++++ GIVEN RECORDS ++++
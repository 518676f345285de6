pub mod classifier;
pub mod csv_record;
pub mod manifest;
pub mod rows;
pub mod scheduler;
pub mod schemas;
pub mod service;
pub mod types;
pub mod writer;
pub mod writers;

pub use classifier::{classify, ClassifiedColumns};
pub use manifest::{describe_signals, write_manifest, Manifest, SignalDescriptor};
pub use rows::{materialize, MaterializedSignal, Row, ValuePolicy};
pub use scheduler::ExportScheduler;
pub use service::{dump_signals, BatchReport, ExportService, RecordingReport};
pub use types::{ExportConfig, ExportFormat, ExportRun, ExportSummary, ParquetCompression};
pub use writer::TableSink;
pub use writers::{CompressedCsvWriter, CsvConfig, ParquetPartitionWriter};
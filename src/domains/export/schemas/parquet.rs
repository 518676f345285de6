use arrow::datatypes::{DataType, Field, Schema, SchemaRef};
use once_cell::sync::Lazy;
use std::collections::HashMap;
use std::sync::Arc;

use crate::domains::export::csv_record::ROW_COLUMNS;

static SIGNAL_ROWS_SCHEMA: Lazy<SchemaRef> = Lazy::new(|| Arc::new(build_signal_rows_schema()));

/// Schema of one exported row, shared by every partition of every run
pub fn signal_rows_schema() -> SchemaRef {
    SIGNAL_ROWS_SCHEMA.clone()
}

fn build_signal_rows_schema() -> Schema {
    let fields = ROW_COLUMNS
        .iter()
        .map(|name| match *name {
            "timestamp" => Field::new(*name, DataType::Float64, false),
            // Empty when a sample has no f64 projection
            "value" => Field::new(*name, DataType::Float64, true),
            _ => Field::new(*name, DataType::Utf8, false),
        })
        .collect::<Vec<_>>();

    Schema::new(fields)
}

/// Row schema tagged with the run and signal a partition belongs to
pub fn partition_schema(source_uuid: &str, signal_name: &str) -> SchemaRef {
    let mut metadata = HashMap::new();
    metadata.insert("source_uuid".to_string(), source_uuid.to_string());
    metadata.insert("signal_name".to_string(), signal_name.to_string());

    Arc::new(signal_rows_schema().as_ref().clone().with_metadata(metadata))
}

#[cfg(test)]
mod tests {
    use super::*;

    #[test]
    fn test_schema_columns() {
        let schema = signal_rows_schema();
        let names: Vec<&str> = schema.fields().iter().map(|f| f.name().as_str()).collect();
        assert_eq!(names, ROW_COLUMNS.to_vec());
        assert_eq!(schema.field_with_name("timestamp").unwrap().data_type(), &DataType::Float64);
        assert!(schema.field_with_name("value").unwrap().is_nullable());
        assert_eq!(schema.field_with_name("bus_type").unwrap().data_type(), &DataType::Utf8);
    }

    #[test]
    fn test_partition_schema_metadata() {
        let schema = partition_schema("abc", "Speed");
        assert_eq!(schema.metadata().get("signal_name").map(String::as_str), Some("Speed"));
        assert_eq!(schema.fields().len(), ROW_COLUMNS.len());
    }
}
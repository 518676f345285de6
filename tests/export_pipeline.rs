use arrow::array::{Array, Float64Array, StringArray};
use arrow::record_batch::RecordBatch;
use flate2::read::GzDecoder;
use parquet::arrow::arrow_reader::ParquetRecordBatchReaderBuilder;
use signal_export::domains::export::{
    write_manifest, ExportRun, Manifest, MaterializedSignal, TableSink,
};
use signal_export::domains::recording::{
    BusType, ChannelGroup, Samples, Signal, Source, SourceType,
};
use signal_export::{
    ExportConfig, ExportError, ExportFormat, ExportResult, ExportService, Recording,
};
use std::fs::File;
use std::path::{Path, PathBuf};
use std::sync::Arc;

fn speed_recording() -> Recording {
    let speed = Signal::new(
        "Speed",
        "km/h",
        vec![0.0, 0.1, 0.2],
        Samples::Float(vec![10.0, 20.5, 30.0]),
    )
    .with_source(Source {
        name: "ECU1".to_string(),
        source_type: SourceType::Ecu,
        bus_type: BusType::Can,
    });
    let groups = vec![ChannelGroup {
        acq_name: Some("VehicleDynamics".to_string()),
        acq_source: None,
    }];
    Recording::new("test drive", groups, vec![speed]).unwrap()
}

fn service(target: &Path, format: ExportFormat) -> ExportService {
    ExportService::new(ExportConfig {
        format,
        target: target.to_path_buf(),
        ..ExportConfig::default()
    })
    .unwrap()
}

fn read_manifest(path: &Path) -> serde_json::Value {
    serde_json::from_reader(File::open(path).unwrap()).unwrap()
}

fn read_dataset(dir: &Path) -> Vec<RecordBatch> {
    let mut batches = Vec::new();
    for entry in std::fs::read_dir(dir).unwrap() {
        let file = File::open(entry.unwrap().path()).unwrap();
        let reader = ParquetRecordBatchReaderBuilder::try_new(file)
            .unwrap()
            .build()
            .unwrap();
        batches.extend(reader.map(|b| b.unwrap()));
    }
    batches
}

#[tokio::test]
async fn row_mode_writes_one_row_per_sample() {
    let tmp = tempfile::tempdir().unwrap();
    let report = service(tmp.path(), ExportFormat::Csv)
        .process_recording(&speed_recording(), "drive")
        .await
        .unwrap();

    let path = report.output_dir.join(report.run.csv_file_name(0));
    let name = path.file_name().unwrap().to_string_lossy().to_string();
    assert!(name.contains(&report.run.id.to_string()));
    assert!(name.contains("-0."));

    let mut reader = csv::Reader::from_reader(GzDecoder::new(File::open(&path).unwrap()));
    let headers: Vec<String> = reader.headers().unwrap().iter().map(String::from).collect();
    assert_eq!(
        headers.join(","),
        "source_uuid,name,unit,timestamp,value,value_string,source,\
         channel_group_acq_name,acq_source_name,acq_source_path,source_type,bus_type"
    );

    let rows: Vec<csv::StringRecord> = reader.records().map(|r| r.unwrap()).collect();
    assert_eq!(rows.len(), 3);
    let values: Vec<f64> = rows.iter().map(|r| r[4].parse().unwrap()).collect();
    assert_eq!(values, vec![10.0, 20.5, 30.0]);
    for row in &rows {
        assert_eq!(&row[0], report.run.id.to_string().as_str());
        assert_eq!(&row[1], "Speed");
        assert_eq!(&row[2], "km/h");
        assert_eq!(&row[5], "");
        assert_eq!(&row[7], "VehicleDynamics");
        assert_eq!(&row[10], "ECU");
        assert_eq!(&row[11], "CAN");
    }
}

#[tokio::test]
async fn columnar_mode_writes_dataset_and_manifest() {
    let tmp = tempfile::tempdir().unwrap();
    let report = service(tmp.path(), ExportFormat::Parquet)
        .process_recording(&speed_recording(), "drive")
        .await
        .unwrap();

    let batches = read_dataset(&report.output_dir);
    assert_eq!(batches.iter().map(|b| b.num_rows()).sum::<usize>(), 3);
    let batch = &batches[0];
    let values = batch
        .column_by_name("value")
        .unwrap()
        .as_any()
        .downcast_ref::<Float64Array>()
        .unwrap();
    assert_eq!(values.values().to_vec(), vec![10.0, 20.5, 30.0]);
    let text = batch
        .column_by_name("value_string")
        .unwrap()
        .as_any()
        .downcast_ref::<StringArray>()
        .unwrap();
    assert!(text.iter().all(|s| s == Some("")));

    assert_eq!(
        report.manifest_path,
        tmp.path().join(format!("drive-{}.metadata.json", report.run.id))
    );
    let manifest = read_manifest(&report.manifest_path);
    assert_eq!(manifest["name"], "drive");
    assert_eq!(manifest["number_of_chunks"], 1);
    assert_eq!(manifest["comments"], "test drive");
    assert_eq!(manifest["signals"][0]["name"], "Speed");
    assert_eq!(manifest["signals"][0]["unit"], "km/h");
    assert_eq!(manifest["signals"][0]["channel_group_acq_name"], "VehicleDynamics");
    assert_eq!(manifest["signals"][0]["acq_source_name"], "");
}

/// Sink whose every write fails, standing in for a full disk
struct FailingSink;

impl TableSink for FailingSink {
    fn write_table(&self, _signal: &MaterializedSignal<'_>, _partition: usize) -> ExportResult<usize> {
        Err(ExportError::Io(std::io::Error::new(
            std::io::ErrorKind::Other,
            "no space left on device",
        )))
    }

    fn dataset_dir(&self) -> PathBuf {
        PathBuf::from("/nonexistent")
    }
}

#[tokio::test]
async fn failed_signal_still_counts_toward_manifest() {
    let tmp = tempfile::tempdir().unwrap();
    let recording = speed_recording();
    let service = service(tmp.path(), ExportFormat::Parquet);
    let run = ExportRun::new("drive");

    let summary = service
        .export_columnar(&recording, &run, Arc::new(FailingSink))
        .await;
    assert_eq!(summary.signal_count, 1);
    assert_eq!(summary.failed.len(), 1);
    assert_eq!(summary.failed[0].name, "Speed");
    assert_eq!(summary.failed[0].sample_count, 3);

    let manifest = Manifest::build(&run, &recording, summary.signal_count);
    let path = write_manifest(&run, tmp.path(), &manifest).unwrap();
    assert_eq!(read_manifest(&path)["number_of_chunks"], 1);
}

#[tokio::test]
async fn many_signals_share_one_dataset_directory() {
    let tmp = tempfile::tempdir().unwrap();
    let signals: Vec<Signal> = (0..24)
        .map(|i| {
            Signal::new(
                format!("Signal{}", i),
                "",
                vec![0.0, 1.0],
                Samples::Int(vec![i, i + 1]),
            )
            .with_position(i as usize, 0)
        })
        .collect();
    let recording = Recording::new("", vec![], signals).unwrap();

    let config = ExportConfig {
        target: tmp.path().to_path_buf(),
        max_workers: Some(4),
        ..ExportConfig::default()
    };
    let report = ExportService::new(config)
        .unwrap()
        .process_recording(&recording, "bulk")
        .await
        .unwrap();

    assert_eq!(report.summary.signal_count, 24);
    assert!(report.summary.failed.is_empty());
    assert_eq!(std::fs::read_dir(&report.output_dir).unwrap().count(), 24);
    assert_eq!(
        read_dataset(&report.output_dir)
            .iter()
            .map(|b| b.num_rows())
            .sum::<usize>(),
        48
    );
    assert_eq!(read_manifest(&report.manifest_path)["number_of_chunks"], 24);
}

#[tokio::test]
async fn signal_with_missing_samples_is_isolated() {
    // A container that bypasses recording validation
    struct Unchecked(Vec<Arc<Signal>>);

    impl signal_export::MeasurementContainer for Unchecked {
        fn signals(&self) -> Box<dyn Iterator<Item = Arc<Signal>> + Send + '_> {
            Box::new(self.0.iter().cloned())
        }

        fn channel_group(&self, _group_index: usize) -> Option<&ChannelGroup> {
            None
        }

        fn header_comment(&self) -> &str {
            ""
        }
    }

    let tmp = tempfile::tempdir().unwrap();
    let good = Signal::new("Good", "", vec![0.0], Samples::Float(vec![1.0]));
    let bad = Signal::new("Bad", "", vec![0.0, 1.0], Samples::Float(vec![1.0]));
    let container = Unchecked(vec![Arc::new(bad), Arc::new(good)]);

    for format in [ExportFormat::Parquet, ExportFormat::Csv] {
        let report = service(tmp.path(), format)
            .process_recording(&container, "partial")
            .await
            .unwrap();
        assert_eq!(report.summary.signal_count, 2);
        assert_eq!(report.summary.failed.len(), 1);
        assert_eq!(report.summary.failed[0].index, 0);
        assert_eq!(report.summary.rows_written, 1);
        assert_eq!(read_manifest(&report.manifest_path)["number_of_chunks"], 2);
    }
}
++++
◆ TO DO: Each line above that contains the word "every" should be counted, and only the total given.

◆ TASK SOLUTION: 2